I believe both Brookfield REIT and Simon are good value for money today. However, I am focused on Brookfield REIT today. I believe it has higher growth potential in the next five years and it adds more diversity to my portfolio.
Why’s Brookfield selling cheap today? I don’t think there is one thing I can point at. From what I could tell, it’s a combination of factors. For one, brick-and-mortar retail REITs have been in disfavor and Brookfield being the contrarian has recently acquired a large chunk of prime regional malls via its GGP acquisition. It has also been aggressively expanding its asset base during last five years—buying up opportunistically and paying with new share issues. In 2013, the parent Brookfield (BAM) owned 90% of the REIT. Since then, BAM’s ownership has gone down to 51% as it issued new shares to buy assets. Another factor is that unlike most other REITs that focus on one area of real-estate, Brookfield REIT invest in all kinds of real-estate—as I pointed out earlier.

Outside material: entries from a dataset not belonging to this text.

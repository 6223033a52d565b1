use clap::Parser;
use serde::{Deserialize, Serialize};
use std::path::PathBuf;
use std::time::Duration;

/// Chat id used when playing a local file without an explicit id
pub const LOCAL_CHAT_ID: &str = "local";

#[derive(Parser, Clone, Debug, Serialize, Deserialize)]
#[command(author, version, about = "Play back a scripted chat conversation in the terminal", long_about = None)]
pub struct Config {
	#[arg(long, env = "CHATSTORY_BASE_URL", default_value = "http://localhost:8080/wp-json/chatstory/v1", help = "Base URL of the chat REST API")]
	pub base_url: String,

	#[arg(long, env = "CHATSTORY_CHAT_ID", help = "Chat to play")]
	pub chat_id: Option<String>,

	#[arg(long, env = "CHATSTORY_FILE", help = "Play a saved frontend payload instead of fetching one")]
	pub file: Option<PathBuf>,

	#[arg(long, env = "CHATSTORY_HTML_OUT", help = "Write the rendered conversation as HTML when playback ends")]
	pub html_out: Option<PathBuf>,

	#[arg(long, env = "CHATSTORY_TRACE", default_value = "false", help = "Print timed effects as JSON lines instead of the conversation")]
	pub trace: bool,

	#[arg(
        long = "request-timeout-secs",
        env = "CHATSTORY_REQUEST_TIMEOUT_SECS",
        default_value = "10",
        value_parser = parse_duration,
        help = "HTTP request timeout in seconds"
    )]
	pub request_timeout: Duration,

	#[arg(long, env = "RUST_LOG", default_value = "info", help = "Tracing filter directive")]
	pub log_level: String,

	#[arg(long, env = "LOG_JSON", default_value = "false", help = "Use JSON formatting for logs")]
	pub log_json: bool,

	#[arg(long, env = "NO_COLOR", default_value = "false", help = "Disable colored output")]
	pub no_color: bool,
}

impl Config {
	/// Chat id to load. A local file may be played without one.
	pub fn effective_chat_id(&self) -> String {
		match (self.chat_id.as_deref().map(str::trim), &self.file) {
			(Some(id), _) if !id.is_empty() => id.to_string(),
			(_, Some(_)) => LOCAL_CHAT_ID.to_string(),
			_ => String::new(),
		}
	}
}

fn parse_duration(s: &str) -> Result<Duration, std::num::ParseIntError> {
	s.parse::<u64>().map(Duration::from_secs)
}

#[cfg(test)]
mod tests {
	use super::*;

	#[test]
	fn test_parse_duration() {
		assert_eq!(parse_duration("15").unwrap(), Duration::from_secs(15));
		assert!(parse_duration("soon").is_err());
	}

	#[test]
	fn test_config_parser() {
		let args = vec![
			"chatstory-player",
			"--base-url",
			"https://example.org/wp-json/chatstory/v1",
			"--chat-id",
			"42",
			"--html-out",
			"chat.html",
			"--request-timeout-secs",
			"3",
			"--log-level",
			"debug",
			"--no-color",
		];

		let config = Config::try_parse_from(args).unwrap();
		assert_eq!(config.base_url, "https://example.org/wp-json/chatstory/v1");
		assert_eq!(config.effective_chat_id(), "42");
		assert_eq!(config.html_out, Some(PathBuf::from("chat.html")));
		assert_eq!(config.request_timeout, Duration::from_secs(3));
		assert_eq!(config.log_level, "debug");
		assert!(config.no_color);
		assert!(!config.trace);
	}

	#[test]
	fn test_local_file_needs_no_chat_id() {
		let config = Config::try_parse_from(["chatstory-player", "--file", "saved.json", "--chat-id", " "]).unwrap();
		assert_eq!(config.effective_chat_id(), LOCAL_CHAT_ID);

		let remote = Config::try_parse_from(["chatstory-player", "--chat-id", " "]).unwrap();
		assert_eq!(remote.effective_chat_id(), "");
	}
}
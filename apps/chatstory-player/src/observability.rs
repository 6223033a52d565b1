use std::str::FromStr;
use tracing_subscriber::{filter::EnvFilter, fmt::format::JsonFields, layer::SubscriberExt, util::SubscriberInitExt, Layer};

use crate::config::Config;

/// Install the global subscriber. Logs go to stderr so they never mix with the conversation.
pub fn init_tracing(config: &Config) -> anyhow::Result<()> {
	let filter = EnvFilter::from_str(&config.log_level)?;

	tracing_subscriber::registry()
		.with(if config.log_json {
			Box::new(
				tracing_subscriber::fmt::layer()
					.with_writer(std::io::stderr)
					.fmt_fields(JsonFields::default())
					.event_format(tracing_subscriber::fmt::format().json().flatten_event(true).with_span_list(false))
					.with_filter(filter),
			) as Box<dyn Layer<_> + Send + Sync>
		} else {
			Box::new(
				tracing_subscriber::fmt::layer()
					.with_writer(std::io::stderr)
					.with_ansi(!config.no_color)
					.with_target(true)
					.with_filter(filter),
			)
		})
		.try_init()?;

	Ok(())
}
//! Release list types handed to the dependency resolution pipeline

use indexmap::IndexMap;
use serde::Serialize;

/// All known releases of one package
#[derive(Debug, Clone, PartialEq, Eq, Serialize)]
#[serde(rename_all = "camelCase")]
pub struct ReleaseResult {
    /// Package homepage, taken from the first release
    pub homepage: Option<String>,
    /// Source repository URL, taken from the first release
    pub source_url: Option<String>,
    /// Releases in registry order
    pub releases: Vec<Release>,
}

/// A single published version
#[derive(Debug, Clone, PartialEq, Eq, Serialize)]
#[serde(rename_all = "camelCase")]
pub struct Release {
    /// Version without a leading `v`
    pub version: String,
    /// Version exactly as published, usable as a VCS ref
    pub git_ref: String,
    #[serde(skip_serializing_if = "Option::is_none")]
    pub release_timestamp: Option<String>,
    /// Dependency name to the constraints this release requires
    #[serde(skip_serializing_if = "Option::is_none")]
    pub constraints: Option<IndexMap<String, Vec<String>>>,
}

impl ReleaseResult {
    /// Versions in registry order
    pub fn versions(&self) -> Vec<String> {
        self.releases.iter().map(|r| r.version.clone()).collect()
    }
}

Today Brookfield REIT is an unloved stock—and hence it’s also undervalued by the market. Net Asset Value (NAV) of its properties was estimated at about $29 per share as of September 2018. Today, its shares are trading at $19 a piece. Mr. Market is handing me a good deal. And with a time-tested long-tenured management at the helm, this is a no-brainer investment for a patient investor like me.